ただし、もし君のことを不快に思って殺そうとする人間がいれば、僕はそいつと君の間に立つだろう。君が、僕とだんびら兄弟の間に立ってくれた時のように。それだけのことなんだ」
獣皮紙を巻き取ってリボンで止め、ハガネは立ち上がった。巻物を小脇に抱え、大股で歩き去った。
「は、ハガネくんは、なにをするつもりなんでしょう……」
「さあな。あいつの行動を予想できたことはないし」
ディランはエールの杯を傾けて、遠い海を見つめた。
「まあ、あいつも馬鹿じゃないんだ。フィッチ議員のところに殴り込みに行くような真似はしないだろ」
「当たり前だ」
「うわっ早っ! って、オイオイオイオイ、なんだその恰好?」
戻ってきたハガネは、どういうわけか、長衣をまとっていた。虫食い穴があいていたものを、ディランがつくろったばかりである。
「フィッチ議員の食事会に招かれた。僕は今回の件の立役者だからな」
「あー」
ディランは、間をもたせる役割しか持たない相槌を打ちながら、メイとティレットに目をやった。二人とも素早くそっぽを向いた。
「念のために聞くんだけど……殴り込みに行くわけじゃないよな?」
「そうするつもりならとっくにやっている」
ハガネの秘めたる魔力を考えれば、笑いごとでも冗談でもない。フィッチ議員の肉体と魂は、一秒かからずこの世から吹き払われるだろう。だからディランは、ハガネの言葉に深く納得した。
「これまで集めたデータを総合した結果、外来マーマンに関する新しい知見が得られた。それをフィッチ議員の前で発表するつもりだ。ぎりぎりになったが、データの精査が間に合ってよかった」
そこでようやくディランたちは、ハガネが寡黙だった理由を知ったのである。感傷に浸っていたのでも拗ねていたのでもなく、マーマンの生態について考えていたのだ。

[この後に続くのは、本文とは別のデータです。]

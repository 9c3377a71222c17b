//! Virtual Memory Manager: region bookkeeping on top of the MMU, lazy
//! allocation and copy-on-write orchestration.
//!
//! Grounded on `kernel/mm/src/region.rs`'s sorted-list shape (there used
//! for free virtual ranges; here for live VMAs) and on
//! `hadron-core/src/arch/x86_64/paging/mapper.rs`'s fault-routing
//! conventions, stitched to the [`crate::mapper::Mmu`] this workspace
//! built. `planck_noalloc::vec::ArrayVec` keeps region lists off the heap,
//! since the VMM has to work before the kernel heap exists.

use planck_noalloc::vec::ArrayVec;

use vireo_core::addr::{PageSize, PhysAddr, Size4KiB, VirtAddr};
use vireo_core::error::{KError, KResult};
use vireo_core::sync::IrqSpinLock;

use crate::mapper::{FaultOutcome, MapFlags, Mmu, MmuContext, PageFaultCode};
use crate::phys_map::PhysMap;
use crate::pmm::Pmm;

/// Maximum VMAs tracked per address space. No bound is named anywhere
/// else; a bounded `ArrayVec` matches the no-heap-before-heap-exists constraint
/// every other VMM structure in this crate observes.
pub const MAX_VMAS: usize = 256;

/// Lowest user-space virtual address `alloc_region` will hand out
///.
pub const USER_REGION_START: u64 = 0x0000_0000_0000_1000;
/// One past the highest user-space virtual address.
pub const USER_REGION_END: u64 = 0x0000_007F_FFFF_F000;

/// Lowest kernel-space virtual address `alloc_region` will search from:
/// the low end of the canonical hole's upper half, i.e. just above where
/// user space ends canonically.
const KERNEL_REGION_START: u64 = 0xffff_8000_0000_0000;

/// What a VMA's pages are backed by.
#[derive(Debug, Clone, Copy, PartialEq, Eq)]
pub enum BackingType {
    /// Demand-paged, zero-fill-on-first-touch memory.
    Anon,
    /// A fixed physical range, mapped eagerly (MMIO, framebuffers).
    Phys,
    /// Backed by a file (reserved for a future page-cache integration;
    /// the core does not implement file-backed faults yet).
    File,
    /// Shared between address spaces without COW semantics.
    Shared,
}

bitflags::bitflags! {
    /// Per-VMA allocation behavior flags.
    #[derive(Debug, Clone, Copy, PartialEq, Eq)]
    pub struct AllocFlags: u32 {
        /// Defer backing-frame allocation until the first fault.
        const LAZY = 1 << 0;
        /// Zero-fill newly allocated frames (implied for ANON + LAZY).
        const ZERO = 1 << 1;
        /// Install as copy-on-write (used by `fork_space`).
        const COW = 1 << 2;
    }
}

/// A virtual memory area: one contiguous, homogeneously backed range
/// within an address space.
#[derive(Debug, Clone, Copy, PartialEq, Eq)]
pub struct Vma {
    start: VirtAddr,
    end: VirtAddr,
    flags: MapFlags,
    backing: BackingType,
    alloc_flags: AllocFlags,
    /// For PHYS backing, the fixed physical base this VMA is mapped to.
    phys_base: Option<PhysAddr>,
}

impl Vma {
    /// Start of the region.
    #[must_use]
    pub const fn start(&self) -> VirtAddr {
        self.start
    }

    /// One past the end of the region.
    #[must_use]
    pub const fn end(&self) -> VirtAddr {
        self.end
    }

    /// Length in bytes.
    #[must_use]
    pub fn len(&self) -> u64 {
        self.end.as_u64() - self.start.as_u64()
    }

    /// `true` if this VMA has zero length. Never actually constructed, but
    /// satisfies the conventional `len`/`is_empty` pairing.
    #[must_use]
    pub fn is_empty(&self) -> bool {
        self.len() == 0
    }

    /// `true` if `va` falls within `[start, end)`.
    #[must_use]
    pub fn contains(&self, va: VirtAddr) -> bool {
        va.as_u64() >= self.start.as_u64() && va.as_u64() < self.end.as_u64()
    }

    /// Mapping flags applied to every page in this region.
    #[must_use]
    pub const fn flags(&self) -> MapFlags {
        self.flags
    }

    /// The region's backing type.
    #[must_use]
    pub const fn backing(&self) -> BackingType {
        self.backing
    }
}

/// Specific reason a fault could not be resolved, surfaced to callers that
/// need to raise a signal or kill the faulting process.
#[derive(Debug, Clone, Copy, PartialEq, Eq)]
pub enum FaultError {
    /// No VMA covers the faulting address.
    NoRegion,
    /// The VMA exists but forbids the access the fault encodes (a write to
    /// a read-only region, execution of non-executable memory, user access
    /// to a kernel-only region).
    ProtectionViolation,
    /// The page is absent and the VMA's backing/flags do not permit
    /// servicing a fault (e.g. non-lazy PHYS region with a hole, or a
    /// FILE/SHARED region fault this core does not resolve).
    Unresolvable,
    /// The MMU layer reported its own allocation failure while handling an
    /// otherwise-resolvable fault (e.g. `break_cow`/lazy-alloc ran out of
    /// physical memory).
    OutOfMemory,
}

impl From<KError> for FaultError {
    fn from(e: KError) -> Self {
        match e {
            KError::NoMem => FaultError::OutOfMemory,
            _ => FaultError::Unresolvable,
        }
    }
}

/// Resolution a successful [`AddressSpace::handle_fault`] performed.
#[derive(Debug, Clone, Copy, PartialEq, Eq)]
pub enum FaultResolution {
    /// A copy-on-write page was broken.
    CowBroken,
    /// A lazy anonymous page was allocated and mapped.
    LazyAllocated,
}

/// Running counters an address space keeps for diagnostics and for the
/// properties exercised in tests.
#[derive(Debug, Clone, Copy, Default)]
pub struct VmmStats {
    /// Faults resolved by breaking copy-on-write.
    pub cow_faults_handled: u64,
    /// Faults resolved by allocating a fresh lazy frame.
    pub lazy_allocations: u64,
    /// Bytes currently backed by a physical frame across every VMA.
    pub mapped_size: u64,
}
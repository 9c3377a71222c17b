//! The preemptive priority scheduler and the process layer built on it.
//!
//! Grounded on a reference C kernel's `src/kernel/core/scheduler.c`,
//! `src/kernel/core/proc.c` and `src/kernel/core/mutex.c`: eight priority
//! run-queues selected by an 8-bit bitmap, a wake-time-sorted sleep list,
//! aging every tenth timer tick, and a ticket mutex whose waiters block
//! through the scheduler. The raw pointer back-references that kernel uses
//! (TCB ↔ PCB, PCB parent/child/sibling) are replaced here with an arena
//! plus stable index — this crate owns the [`tcb::Tcb`] arena behind
//! [`scheduler::Scheduler`] and the [`process::Pcb`] arena behind
//! [`process::ProcessTable`], and every cross-reference is a
//! [`vireo_core::id::Tid`] or [`vireo_core::id::Pid`] rather than a
//! pointer.
//!
//! Architecture-specific context save/restore/switch is isolated behind
//! the [`context::ContextSwitch`] trait: an abstract `Context` type the
//! scheduler never inspects the fields of. Every type here is generic over
//! that trait and over [`clock::MonotonicClock`]
//! so the run-queue, aging, sleep-list and ticket-mutex logic is exercised
//! on the host with fake implementations of both, the same way `vireo-mm`
//! is generic over `PhysMap`.

#![cfg_attr(not(test), no_std)]
#![warn(missing_docs)]

extern crate alloc;

pub mod clock;
pub mod context;
pub mod mutex;
pub mod process;
pub mod scheduler;
pub mod signal;
pub mod tcb;
pub mod timer;
pub mod waitqueue;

「どうした、ティレット。なにか面白いことでもあったか?」
「愚問」
笑いをこらえてそっぽを向くティレットに、メイもディランも、顔をほころばせた。
「その、新しいなんとかってやつで、お前はフィッチ議員とマーマンの間に立つんだな」
「疑いようのない事実だ。フィッチ議員も理解してくれるだろう。彼にとっては愛国心の問題でも、多くの冒険者にとっては単に金の問題だ。彼が討伐依頼さえ引き下げてくれれば、それで話は終わる」
「がんばってこいよ、ハガネ」
「ありがとう、ディラン。それじゃあ、行ってくる」
巻物を抱えたハガネが、今度こそかさご屋を出ていく。戻ってこないだろうと確信できるだけの間を置いてから、ディランが胸を張った。
「言ったろ、殴り込みに行くような真似はしないって。それがハガネなんだ」
「お母さん?」
ティレットが意地悪を言って、ディランが照れた。メイが声をあげて笑えば、それで、銅鉄一家はいつも通りだった。